Exploring the role of the mycobacterial ESX-2 secretion system in physiology and host-pathogen interaction

Mycobacterium tuberculosis (Mtb), the causative agent of tuberculosis, remains the leading cause of death from a single infectious agent, with approximately 1.25 million deaths annually. Although about 25 % of the global population is infected, only 5–10 % develop active disease, while in 90-95 % of cases, latent tuberculosis infection (LTBI) occurs. Type VII ESX secretion systems (ESX-1 to ESX-5), are key determinants of Mtb virulence and host adaptation. However, the role of the ESX-2 remains poorly understood. This Ph.D. project aimed at characterizing the physiological role of ESX-2 and its involvement in host–pathogen interaction by using genetic, molecular, and cellular approaches.

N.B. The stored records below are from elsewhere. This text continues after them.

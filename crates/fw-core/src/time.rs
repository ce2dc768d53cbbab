//! Simulation time model.
//!
//! Each telemetry update is one `Tick`.  The counter is independent of wall
//! time: the periodic driver decides how often ticks happen
//! (`FleetConfig::tick_interval`), and every bus mutation additionally
//! records the wall-clock instant it was applied.

use std::fmt;

/// An absolute simulation tick counter.
#[derive(Copy, Clone, PartialEq, Eq, PartialOrd, Ord, Hash, Debug, Default)]
#[cfg_attr(feature = "serde", derive(serde::Serialize, serde::Deserialize))]
pub struct Tick(pub u64);

impl Tick {
    pub const ZERO: Tick = Tick(0);

    /// The tick after `self`.
    #[inline]
    pub fn next(self) -> Tick {
        Tick(self.0 + 1)
    }
}

impl fmt::Display for Tick {
    fn fmt(&self, f: &mut fmt::Formatter<'_>) -> fmt::Result {
        write!(f, "T{}", self.0)
    }
}
//! `fw-detect`: proximity clustering of buses and per-cluster risk.
//!
//! # Crate layout
//!
//! | Module        | Contents                                                   |
//! |---------------|------------------------------------------------------------|
//! | [`dbscan`]    | R-tree backed DBSCAN over `GeoPoint`s                      |
//! | [`analysis`]  | `ClusterAnalysis`: speed/occupancy/size risk rules        |
//! | [`detector`]  | `ClusterDetector`, `ClusterReport`, `detect_clusters`      |
//!
//! Detection is read-only: it looks at a slice of buses and produces
//! [`NewAlert`](fw_fleet::NewAlert) drafts via
//! [`ClusterAnalysis::to_alert_draft`].  Raising them is the caller's job.

pub mod analysis;
pub mod dbscan;
pub mod detector;

#[cfg(test)]
mod tests;

pub use analysis::{recommendations_for, ClusterAnalysis};
pub use dbscan::dbscan;
pub use detector::{detect_clusters, ClusterDetector, ClusterReport};
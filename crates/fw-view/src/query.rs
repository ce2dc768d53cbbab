//! Filtered, sorted bus lists.

use std::cmp::Ordering;
use std::fmt;
use std::str::FromStr;

use fw_core::FleetError;
use fw_fleet::Bus;

/// Column a bus list is ordered by.
#[derive(Debug, Clone, Copy, PartialEq, Eq, Hash, Default)]
#[cfg_attr(feature = "serde", derive(serde::Serialize, serde::Deserialize))]
#[cfg_attr(feature = "serde", serde(rename_all = "lowercase"))]
pub enum SortKey {
    #[default]
    Id,
    Route,
    /// `Alert` first, then `Alternate`, then `Normal`.
    Status,
}

#[derive(Debug, Clone, Copy, PartialEq, Eq, Hash, Default)]
#[cfg_attr(feature = "serde", derive(serde::Serialize, serde::Deserialize))]
#[cfg_attr(feature = "serde", serde(rename_all = "lowercase"))]
pub enum SortOrder {
    #[default]
    Asc,
    Desc,
}

impl SortKey {
    /// Compare two buses on this key alone.
    pub fn compare(self, a: &Bus, b: &Bus) -> Ordering {
        match self {
            // Displayed form, so `BUS-10000` sorts before `BUS-9999`.
            SortKey::Id     => a.id.to_string().cmp(&b.id.to_string()),
            SortKey::Route  => a
                .route
                .to_lowercase()
                .cmp(&b.route.to_lowercase())
                .then_with(|| a.route.cmp(&b.route)),
            SortKey::Status => a.status.priority().cmp(&b.status.priority()),
        }
    }
}

impl SortOrder {
    pub fn apply(self, ord: Ordering) -> Ordering {
        match self {
            SortOrder::Asc  => ord,
            SortOrder::Desc => ord.reverse(),
        }
    }
}

impl fmt::Display for SortKey {
    fn fmt(&self, f: &mut fmt::Formatter<'_>) -> fmt::Result {
        f.write_str(match self {
            SortKey::Id     => "id",
            SortKey::Route  => "route",
            SortKey::Status => "status",
        })
    }
}

impl FromStr for SortKey {
    type Err = FleetError;

    fn from_str(s: &str) -> Result<Self, Self::Err> {
        match s.to_ascii_lowercase().as_str() {
            "id"     => Ok(SortKey::Id),
            "route"  => Ok(SortKey::Route),
            "status" => Ok(SortKey::Status),
            other    => Err(FleetError::Parse(format!("unknown sort key {other:?}"))),
        }
    }
}

impl fmt::Display for SortOrder {
    fn fmt(&self, f: &mut fmt::Formatter<'_>) -> fmt::Result {
        f.write_str(match self {
            SortOrder::Asc  => "asc",
            SortOrder::Desc => "desc",
        })
    }
}

impl FromStr for SortOrder {
    type Err = FleetError;

    fn from_str(s: &str) -> Result<Self, Self::Err> {
        match s.to_ascii_lowercase().as_str() {
            "asc"  => Ok(SortOrder::Asc),
            "desc" => Ok(SortOrder::Desc),
            other  => Err(FleetError::Parse(format!("unknown sort order {other:?}"))),
        }
    }
}

/// Does `bus` match a search `query`?
///
/// Case-insensitive substring match against the displayed id (`BUS-1001`) or
/// the route name.  The query is taken as typed, so surrounding whitespace
/// must match too.  An empty query matches every bus.
pub fn matches_query(bus: &Bus, query: &str) -> bool {
    let needle = query.to_lowercase();
    bus.id.to_string().to_lowercase().contains(&needle)
        || bus.route.to_lowercase().contains(&needle)
}

/// Buses matching `query`, ordered by `key` in `order`.
///
/// The sort is stable: buses that compare equal keep their input order in
/// both directions.
pub fn filter_and_sort<'a>(
    buses: &'a [Bus],
    query: &str,
    key:   SortKey,
    order: SortOrder,
) -> Vec<&'a Bus> {
    let mut out: Vec<&Bus> = buses.iter().filter(|b| matches_query(b, query)).collect();
    out.sort_by(|a, b| order.apply(key.compare(a, b)));
    out
}

/// Footer line for a filtered list, e.g. `"Showing 2 of 5 buses"`.
pub fn showing_line(shown: usize, total: usize) -> String {
    format!("Showing {shown} of {total} buses")
}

Selected esx-2 genes were found upregulated under nutrient starvation, and during reactivation from hypoxia-induced dormancy. Consistently, ESX-2 mutant strains showed a reduced survival under nutrient deprivation conditions and delayed growth recovery following reactivation from hypoxia-induced dormancy, in vitro. Furthermore, ESX-2 mutants displayed impaired growth both in ex vivo models and in a murine infection model of infection, thus indicating the contribution of ESX-2 to optimal Mtb replication into the host. However, the expression of different ESX-2 variants (harboring engineered versions of the MycP2 ESX-2-associated protease) in Mycobacterium smegmatis did not allow the elucidation of the molecular mechanisms responsible for the modulation of the ESX-2 secretory activity.